Brymo only dropped his second LP, TheSonofaKapenta, in 2011, five years after his first. Released under Chocolate City, this effort would be his only album on that label. TheSonofaKapenta boasted biblical allusions to Christ in its title, but this is where the references ended.

The most evocative song on it was ‘1986’. Named for the year he was born, it is a moving ode to his mother, highlighting her travails in raising him. But the album is better known for songs like ‘Ara’, a tune that took a popular Yoruba brag and turned it into a dance, and ‘Good Morning’, the sonic equivalent of breakfast in bed, stewing with adulation and slow dance rhythms.

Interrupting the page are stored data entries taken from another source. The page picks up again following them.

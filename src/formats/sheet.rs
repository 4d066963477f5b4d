//! Tabular source reading.
//!
//! The importer is format-agnostic past this point: the legacy `.xls`
//! workbook reader and the CSV reader both produce the same row-major
//! [`Sheet`] of string cells.

use std::path::Path;

use calamine::{DataType, Reader, Xls, open_workbook};

use crate::error::{Error, Result};
use crate::formats::SourceFormat;

/// Row-major cell data, header row included.
#[derive(Debug, Clone, Default, PartialEq, Eq)]
pub struct Sheet {
    pub rows: Vec<Vec<String>>,
}

impl Sheet {
    /// Reads the sheet at `path`, dispatching on the recognized format.
    ///
    /// For workbooks only the first worksheet is read.
    pub fn read_from(path: &Path, format: SourceFormat) -> Result<Self> {
        match format {
            SourceFormat::Xls => read_xls(path),
            SourceFormat::Csv => read_csv(path),
        }
    }
}

fn read_xls(path: &Path) -> Result<Sheet> {
    let mut workbook: Xls<_> = open_workbook(path)?;

    let sheet_name = workbook
        .sheet_names()
        .first()
        .cloned()
        .ok_or_else(|| Error::InvalidResource("workbook contains no sheets".to_string()))?;
    let range_result = workbook
        .worksheet_range(&sheet_name)
        .ok_or_else(|| Error::InvalidResource(format!("missing sheet '{sheet_name}'")))?;
    let range = range_result?;

    let rows = range
        .rows()
        .map(|row| row.iter().map(cell_to_string).collect())
        .collect();
    Ok(Sheet { rows })
}

fn read_csv(path: &Path) -> Result<Sheet> {
    let mut rdr = csv::ReaderBuilder::new()
        .has_headers(false)
        .flexible(true)
        .from_path(path)?;

    let mut rows = Vec::new();
    for record in rdr.records() {
        let record = record?;
        rows.push(record.iter().map(str::to_string).collect());
    }
    Ok(Sheet { rows })
}

fn cell_to_string(cell: &DataType) -> String {
    match cell {
        DataType::String(value) => value.clone(),
        DataType::Float(value) => value.to_string(),
        DataType::Int(value) => value.to_string(),
        DataType::Bool(value) => value.to_string(),
        DataType::Empty => String::new(),
        other => other.to_string(),
    }
}
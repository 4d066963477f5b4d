//! All error types for the android-i18n crate.
//!
//! These are returned from all fallible operations (spreadsheet reading,
//! key/value normalization, resource serialization, filesystem output).

use std::path::PathBuf;

use thiserror::Error;

/// Convenient alias for fallible results returned throughout the crate.
pub type Result<T> = std::result::Result<T, Error>;

#[derive(Error, Debug)]
pub enum Error {
    /// Malformed translation key, or an empty key/translation value.
    #[error("validation error: {0}")]
    Validation(String),

    /// Source path missing, blank, or unresolvable.
    #[error("source file not found: {0}")]
    NotFound(PathBuf),

    /// Recognized-but-unsupported source container format.
    #[error("unsupported format: {0}")]
    UnsupportedFormat(String),

    /// Malformed resource or sheet content.
    #[error("invalid resource: {0}")]
    InvalidResource(String),

    #[error("I/O error: {0}")]
    Io(#[from] std::io::Error),

    #[error("XML error: {0}")]
    Xml(#[from] quick_xml::Error),

    #[error("CSV error: {0}")]
    Csv(#[from] csv::Error),

    /// Errors bubbled up from the legacy workbook reader.
    #[error("XLS read error: {0}")]
    Xls(#[from] calamine::XlsError),
}

impl Error {
    /// Creates a new validation error.
    pub fn validation(message: impl Into<String>) -> Self {
        Error::Validation(message.into())
    }
}
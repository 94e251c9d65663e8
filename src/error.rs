//! # Error Types
//!
//! Error handling for the codec, schema validation, and dispatch layers.
//!
//! ## Error Categories
//! - **Codec Errors**: buffer overflow/underflow, invalid UTF-8, bad length prefixes.
//!   Fatal to the current encode/decode call; the cursor must not be reused afterwards.
//! - **Schema Errors**: collected per offending field and reported as one batch
//!   when an event group is built, never at message time.
//! - **Message Errors**: unknown group identifiers and unknown variant kinds.
//!   Always recoverable; the message is dropped and the caller decides what to log.
//! - **Programming Errors**: encoding a kind the group does not own.
//!
//! ## Example Usage
//! ```rust
//! use eventwire::core::codec::Deserializer;
//! use eventwire::error::ProtocolError;
//!
//! let bytes = [0x02, 0x00];
//! let mut de = Deserializer::new(&bytes);
//! match de.deserialize_i32() {
//!     Err(ProtocolError::BufferUnderflow { needed, remaining }) => {
//!         assert_eq!((needed, remaining), (4, 2));
//!     }
//!     other => panic!("unexpected: {other:?}"),
//! }
//! ```

use crate::protocol::validator::SchemaDiagnostic;
use std::io;
use thiserror::Error;

/// Error message constants to reduce allocations in error paths.
pub mod constants {
    /// Subscriber set errors
    pub const ERR_SUBSCRIBERS_WRITE_LOCK: &str = "Failed to acquire write lock on subscriber set";
    pub const ERR_SUBSCRIBERS_READ_LOCK: &str = "Failed to acquire read lock on subscriber set";

    /// Subscriber callback failures
    pub const ERR_SUBSCRIBER_PANICKED: &str = "Subscriber panicked during delivery";

    /// Dispatch errors
    pub const ERR_UNKNOWN_GROUP: &str = "Dropping message for unknown event group";
    pub const ERR_UNKNOWN_VARIANT: &str = "Dropping message for unknown variant kind";
    pub const ERR_MALFORMED_MESSAGE: &str = "Dropping malformed message";
}

// ProtocolError is the primary error type for all eventwire operations
#[derive(Error, Debug)]
pub enum ProtocolError {
    #[error("I/O error: {0}")]
    Io(#[from] io::Error),

    #[error("Buffer overflow: need {needed} bytes, {remaining} remaining")]
    BufferOverflow { needed: usize, remaining: usize },

    #[error("Buffer underflow: need {needed} bytes, {remaining} remaining")]
    BufferUnderflow { needed: usize, remaining: usize },

    #[error("String bytes are not valid UTF-8: {0}")]
    InvalidUtf8(#[from] std::str::Utf8Error),

    #[error("Invalid length prefix: {0}")]
    InvalidLength(i32),

    #[error("Length {0} does not fit in an i32 length prefix")]
    LengthOverflow(usize),

    #[error("{what} length {len} exceeds limit {max}")]
    LimitExceeded {
        what: &'static str,
        len: usize,
        max: usize,
    },

    #[error("Value {value} is not a variant of enum {name}")]
    InvalidEnumValue { name: &'static str, value: i128 },

    #[error("Kind {kind} out of range for group {group} ({variants} variants)")]
    KindOutOfRange {
        group: &'static str,
        kind: u64,
        variants: usize,
    },

    #[error("Unknown variant kind {kind} for group {group}")]
    UnknownVariant { group: &'static str, kind: u64 },

    #[error("Unknown event group identifier: {0}")]
    UnknownGroup(u32),

    #[error("Event group identifier {0} registered twice")]
    DuplicateGroup(u32),

    #[error("Event group {0} registered under two identifiers")]
    DuplicateGroupType(&'static str),

    #[error("Event group {0} is not registered")]
    GroupNotRegistered(&'static str),

    #[error("Schema validation failed with {} diagnostic(s)", .0.len())]
    SchemaValidation(Vec<SchemaDiagnostic>),

    #[error("Subscriber error: {0}")]
    Subscriber(String),

    #[error("Synchronization primitive poisoned")]
    LockPoisoned,

    #[error("Configuration error: {0}")]
    ConfigError(String),

    #[error("Custom error: {0}")]
    Custom(String),
}

impl ProtocolError {
    /// Whether the error concerns a single inbound message and can be dropped
    /// without affecting the rest of the process.
    pub fn is_recoverable(&self) -> bool {
        matches!(
            self,
            ProtocolError::BufferUnderflow { .. }
                | ProtocolError::InvalidUtf8(_)
                | ProtocolError::InvalidLength(_)
                | ProtocolError::LimitExceeded { .. }
                | ProtocolError::InvalidEnumValue { .. }
                | ProtocolError::UnknownVariant { .. }
                | ProtocolError::UnknownGroup(_)
                | ProtocolError::Subscriber(_)
        )
    }
}

/// Type alias for Results using ProtocolError
pub type Result<T> = std::result::Result<T, ProtocolError>;

#[cfg(test)]
mod tests {
    use super::*;

    #[test]
    fn test_recoverable_classification() {
        assert!(ProtocolError::UnknownGroup(3).is_recoverable());
        assert!(ProtocolError::UnknownVariant { group: "g", kind: 9 }.is_recoverable());
        assert!(!ProtocolError::KindOutOfRange {
            group: "g",
            kind: 9,
            variants: 2
        }
        .is_recoverable());
        assert!(!ProtocolError::DuplicateGroup(1).is_recoverable());
    }

    #[test]
    fn test_display_messages() {
        let err = ProtocolError::BufferOverflow {
            needed: 4,
            remaining: 1,
        };
        assert_eq!(err.to_string(), "Buffer overflow: need 4 bytes, 1 remaining");
        assert_eq!(
            ProtocolError::SchemaValidation(Vec::new()).to_string(),
            "Schema validation failed with 0 diagnostic(s)"
        );
    }
}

In retrospect, TheSonofaKapenta was not much of an improvement over Brymstone. Residing in the space between the commercial and the critical, the funk and the Fuji, the foreign and the local, Brymo’s sound on this LP is both memorable and conflicted.

Brymo has also stated that the lack of promotion for TheSonofaKapenta as one of the reasons his deal with Chocolate City fell apart without making him a commercial or critical success.

D is for Dealers

“I consider my first two albums ‘finding my voice’,” Brymo said in a 2015 podcast interview with Ade Bantu, the convener of the Afropolitan Vibes music concert that takes place in Lagos. No one could better this commentary or criticism on his early oeuvre.

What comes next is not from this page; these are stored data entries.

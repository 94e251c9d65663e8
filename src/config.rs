//! # Configuration Management
//!
//! Centralized configuration for the codec, the dispatch table, and logging.
//!
//! ## Configuration Sources
//! - TOML files via `from_file()`
//! - Direct instantiation with defaults
//! - Environment-specific overrides via `from_env()`
//!
//! ```toml
//! [codec]
//! max_string_len = 1048576
//! max_array_len = 65536
//!
//! [dispatch]
//! catch_panics = true
//! log_subscriber_failures = true
//!
//! [dispatch.groups]
//! VoteEvent = 1
//! ChatEvent = 2
//!
//! [logging]
//! app_name = "eventwire"
//! log_level = "info"
//! json_format = false
//! ```
//!
//! ## Security Considerations
//! Decode limits bound what a single length prefix from an untrusted peer can
//! make the decoder allocate. The defaults are generous for game traffic; tighten
//! them for public-facing endpoints.

use crate::core::codec::DecodeLimits;
use crate::error::{ProtocolError, Result};
use crate::protocol::dispatcher::GroupId;
use crate::protocol::subscribers::DeliveryPolicy;
use serde::{Deserialize, Serialize};
use std::collections::{BTreeMap, HashMap};
use std::fs::File;
use std::io::Read;
use std::path::Path;
use tracing::Level;

/// Default maximum decoded string length (1 MiB)
pub const DEFAULT_MAX_STRING_LEN: usize = 1024 * 1024;

/// Default maximum decoded array element count
pub const DEFAULT_MAX_ARRAY_LEN: usize = 64 * 1024;

/// Top-level configuration
#[derive(Debug, Clone, Deserialize, Serialize, Default, PartialEq)]
pub struct EventwireConfig {
    /// Decode limits
    #[serde(default)]
    pub codec: CodecConfig,

    /// Group identifiers and subscriber isolation
    #[serde(default)]
    pub dispatch: DispatchConfig,

    /// Logging configuration
    #[serde(default)]
    pub logging: LoggingConfig,
}

impl EventwireConfig {
    /// Load configuration from a TOML file
    ///
    /// A file that cannot be opened or read is [`ProtocolError::Io`]; one that
    /// does not parse is [`ProtocolError::ConfigError`].
    pub fn from_file<P: AsRef<Path>>(path: P) -> Result<Self> {
        let mut file = File::open(path)?;

        let mut contents = String::new();
        file.read_to_string(&mut contents)?;

        Self::from_toml(&contents)
    }

    /// Load configuration from TOML string
    pub fn from_toml(content: &str) -> Result<Self> {
        toml::from_str::<Self>(content)
            .map_err(|e| ProtocolError::ConfigError(format!("Failed to parse TOML: {e}")))
    }

    /// Load configuration from environment variables
    pub fn from_env() -> Result<Self> {
        let mut config = Self::default();
        config.apply_env_overrides(|key| std::env::var(key).ok())?;
        Ok(config)
    }

    /// Apply `EVENTWIRE_*` overrides read through `lookup`.
    ///
    /// Unparseable values are configuration errors rather than silently ignored.
    pub fn apply_env_overrides<F>(&mut self, lookup: F) -> Result<()>
    where
        F: Fn(&str) -> Option<String>,
    {
        if let Some(value) = lookup("EVENTWIRE_MAX_STRING_LEN") {
            self.codec.max_string_len = parse_env("EVENTWIRE_MAX_STRING_LEN", &value)?;
        }

        if let Some(value) = lookup("EVENTWIRE_MAX_ARRAY_LEN") {
            self.codec.max_array_len = parse_env("EVENTWIRE_MAX_ARRAY_LEN", &value)?;
        }

        if let Some(value) = lookup("EVENTWIRE_LOG_LEVEL") {
            self.logging.log_level = parse_env("EVENTWIRE_LOG_LEVEL", &value)?;
        }

        Ok(())
    }

    /// Apply overrides to the default configuration
    pub fn default_with_overrides<F>(mutator: F) -> Self
    where
        F: FnOnce(&mut Self),
    {
        let mut config = Self::default();
        mutator(&mut config);
        config
    }

    /// Generate example configuration file content
    pub fn example_config() -> String {
        toml::to_string_pretty(&Self::default())
            .unwrap_or_else(|_| String::from("# Failed to generate example config"))
    }

    /// Save configuration to a file
    pub fn save_to_file<P: AsRef<Path>>(&self, path: P) -> Result<()> {
        let content = toml::to_string_pretty(self)
            .map_err(|e| ProtocolError::ConfigError(format!("Failed to serialize config: {e}")))?;

        std::fs::write(path, content)?;

        Ok(())
    }

    /// Validate the configuration for common issues and misconfigurations
    ///
    /// Returns a list of validation errors. Empty list means configuration is valid.
    pub fn validate(&self) -> Vec<String> {
        let mut errors = Vec::new();
        errors.extend(self.codec.validate());
        errors.extend(self.dispatch.validate());
        errors.extend(self.logging.validate());
        errors
    }

    /// Validate and return Result - convenience method
    pub fn validate_strict(&self) -> Result<()> {
        let errors = self.validate();
        if errors.is_empty() {
            Ok(())
        } else {
            Err(ProtocolError::ConfigError(format!(
                "Configuration validation failed:\n  - {}",
                errors.join("\n  - ")
            )))
        }
    }
}

fn parse_env<T: std::str::FromStr>(key: &str, value: &str) -> Result<T> {
    value
        .trim()
        .parse::<T>()
        .map_err(|_| ProtocolError::ConfigError(format!("Invalid value for {key}: '{value}'")))
}

/// Limits applied while decoding untrusted input
#[derive(Debug, Clone, Deserialize, Serialize, PartialEq, Eq)]
pub struct CodecConfig {
    /// Maximum string length in bytes
    pub max_string_len: usize,

    /// Maximum number of elements in a single array
    pub max_array_len: usize,
}

impl Default for CodecConfig {
    fn default() -> Self {
        Self {
            max_string_len: DEFAULT_MAX_STRING_LEN,
            max_array_len: DEFAULT_MAX_ARRAY_LEN,
        }
    }
}

impl CodecConfig {
    pub fn limits(&self) -> DecodeLimits {
        DecodeLimits {
            max_string_len: self.max_string_len,
            max_array_len: self.max_array_len,
        }
    }

    /// Validate codec configuration
    pub fn validate(&self) -> Vec<String> {
        let mut errors = Vec::new();
        let prefix_max = i32::MAX as usize;

        if self.max_string_len == 0 {
            errors.push("Max string length must be greater than 0".to_string());
        } else if self.max_string_len > prefix_max {
            errors.push(format!(
                "Max string length {} exceeds the length prefix range ({prefix_max})",
                self.max_string_len
            ));
        }

        if self.max_array_len == 0 {
            errors.push("Max array length must be greater than 0".to_string());
        } else if self.max_array_len > prefix_max {
            errors.push(format!(
                "Max array length {} exceeds the length prefix range ({prefix_max})",
                self.max_array_len
            ));
        }

        errors
    }
}

/// Dispatch table configuration
#[derive(Debug, Clone, Deserialize, Serialize, PartialEq, Eq)]
#[serde(default)]
pub struct DispatchConfig {
    /// Whether to contain panicking subscribers
    pub catch_panics: bool,

    /// Whether to log each failed subscriber
    pub log_subscriber_failures: bool,

    /// Group identifiers by group name
    pub groups: BTreeMap<String, GroupId>,
}

impl Default for DispatchConfig {
    fn default() -> Self {
        Self {
            catch_panics: true,
            log_subscriber_failures: true,
            groups: BTreeMap::new(),
        }
    }
}

impl DispatchConfig {
    pub fn policy(&self) -> DeliveryPolicy {
        DeliveryPolicy {
            catch_panics: self.catch_panics,
            log_failures: self.log_subscriber_failures,
        }
    }

    /// Validate dispatch configuration
    pub fn validate(&self) -> Vec<String> {
        let mut errors = Vec::new();
        let mut owners: HashMap<GroupId, &str> = HashMap::new();

        for (name, id) in &self.groups {
            if name.trim().is_empty() {
                errors.push("Group name cannot be empty".to_string());
            }
            if let Some(previous) = owners.insert(*id, name) {
                errors.push(format!(
                    "Group identifier {id} assigned to both '{previous}' and '{name}'"
                ));
            }
        }

        errors
    }
}

/// Logging configuration
#[derive(Debug, Clone, Deserialize, Serialize, PartialEq, Eq)]
pub struct LoggingConfig {
    /// Application name for logs
    pub app_name: String,

    /// Log level
    #[serde(with = "log_level_serde")]
    pub log_level: Level,

    /// Whether to use JSON formatting for logs
    pub json_format: bool,
}

impl Default for LoggingConfig {
    fn default() -> Self {
        Self {
            app_name: String::from("eventwire"),
            log_level: Level::INFO,
            json_format: false,
        }
    }
}

impl LoggingConfig {
    /// Validate logging configuration
    pub fn validate(&self) -> Vec<String> {
        let mut errors = Vec::new();

        if self.app_name.is_empty() {
            errors.push("Application name cannot be empty".to_string());
        } else if self.app_name.len() > 64 {
            errors.push(format!(
                "Application name too long: {} characters (maximum: 64)",
                self.app_name.len()
            ));
        }

        errors
    }
}

/// Helper module for tracing::Level serialization/deserialization
mod log_level_serde {
    use serde::{Deserialize, Deserializer, Serialize, Serializer};
    use std::str::FromStr;
    use tracing::Level;

    pub fn serialize<S>(level: &Level, serializer: S) -> Result<S::Ok, S::Error>
    where
        S: Serializer,
    {
        let level_str = match *level {
            Level::TRACE => "trace",
            Level::DEBUG => "debug",
            Level::INFO => "info",
            Level::WARN => "warn",
            Level::ERROR => "error",
        };
        level_str.serialize(serializer)
    }

    pub fn deserialize<'de, D>(deserializer: D) -> Result<Level, D::Error>
    where
        D: Deserializer<'de>,
    {
        let level_str = String::deserialize(deserializer)?;
        Level::from_str(&level_str)
            .map_err(|_| serde::de::Error::custom(format!("Invalid log level: {level_str}")))
    }
}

Merchants, Dealers and Slaves (MDS) was his third album, which he released as an indie artist, having parted ways with Chocolate City in 2013. By releasing MDS, Brymo was accused of breaching his contract with the record label, which slammed him with a lawsuit seeking N100 million in damages. The matter was eventually settled out of court, and MDS was a critical success. It was produced entirely by Mikky Me, a producer with whom Brymo continues to work. At 11 tracks, lasting 32 minutes, MDS is a moving tour de force that leaves an indelible impression on any listener’s mind. On it, Brymo’s songwriting moved beyond making memorable lyrics and he became a storyteller. His urban tales were most accomplished on ‘Down’ and ‘Purple Jar’. His music was arranged differently as well, with an overarching Afrobeat and a slower tempo so that his lyrics could be better reflected upon.

 

Residing in the space between the commercial and the critical, the funk and the Fuji, the foreign and the local, Brymo’s sound on this LP is both memorable and conflicted.

 

This technique was replicated on Tabula Rasa, his fourth album, which is best viewed as a mirror image of MDS. Every song on Tabula Rasa has an equivalent in MDS. MDS opens with the deeply percussive ‘Truthfully’, which sounds very much like the guitar-centric ‘Back to Love’. His moving paean to Lagos on MDS, ‘Eko’, is replicated in the inspired Afrobeat tune ‘One Pound’, which also depicts Lagos in a manner that Afrobeat great Fela would have been proud of. Brymo sang about the zest of his 100-year-old ‘Grand Pa’ on MDS and in ‘Dear Child’ on Tabula Rasa he remembers the profound sayings of his grandmother. Also on MDS, ‘Purple Jar’ has no equivalent in Brymo’s discography; ditto for his near-vulgar ‘Prick No Get Shoulder’ on Tabula Rasa.

If Merchant, Dealers and Slaves is cynical in its outlook, Tabula Rasa carries a smidgen of redemption. Both albums are different sides of a coin and both deserve the label ‘classic’, which has been associated only with his fourth album, Tabula Rasa.

 

E is for Esse

Brymo has yet to make a proper dance song since ‘Ara’. His fifth album, Klitoris, released in 2016, oscillates between low and mid-tempo. At 11 tracks and lasting 35 minutes, this is yet another worthy addition to the growing Brymo corpus. It is reflective and a tad biographical. On ‘Naked’ he sings with Esse, the mother of his child, and asks, in what may be one of most vulnerable moments in the booth, “Is the ego my only disease?” On ‘Billion Naira Dream’ he gives the mission statement of his music: to tell stories.

Brymo’s music has already begun a slow but assured spread outside Nigeria. In 2014 undergraduates of Southern Illinois University studied ‘Down’, a single on his MDS album. And in 2015, he released Trance, a compilation album for listeners in the US.

The journey of an indie artist is a slow and arduous one, but Brymo is prepared to make a reality of his billion naira dream.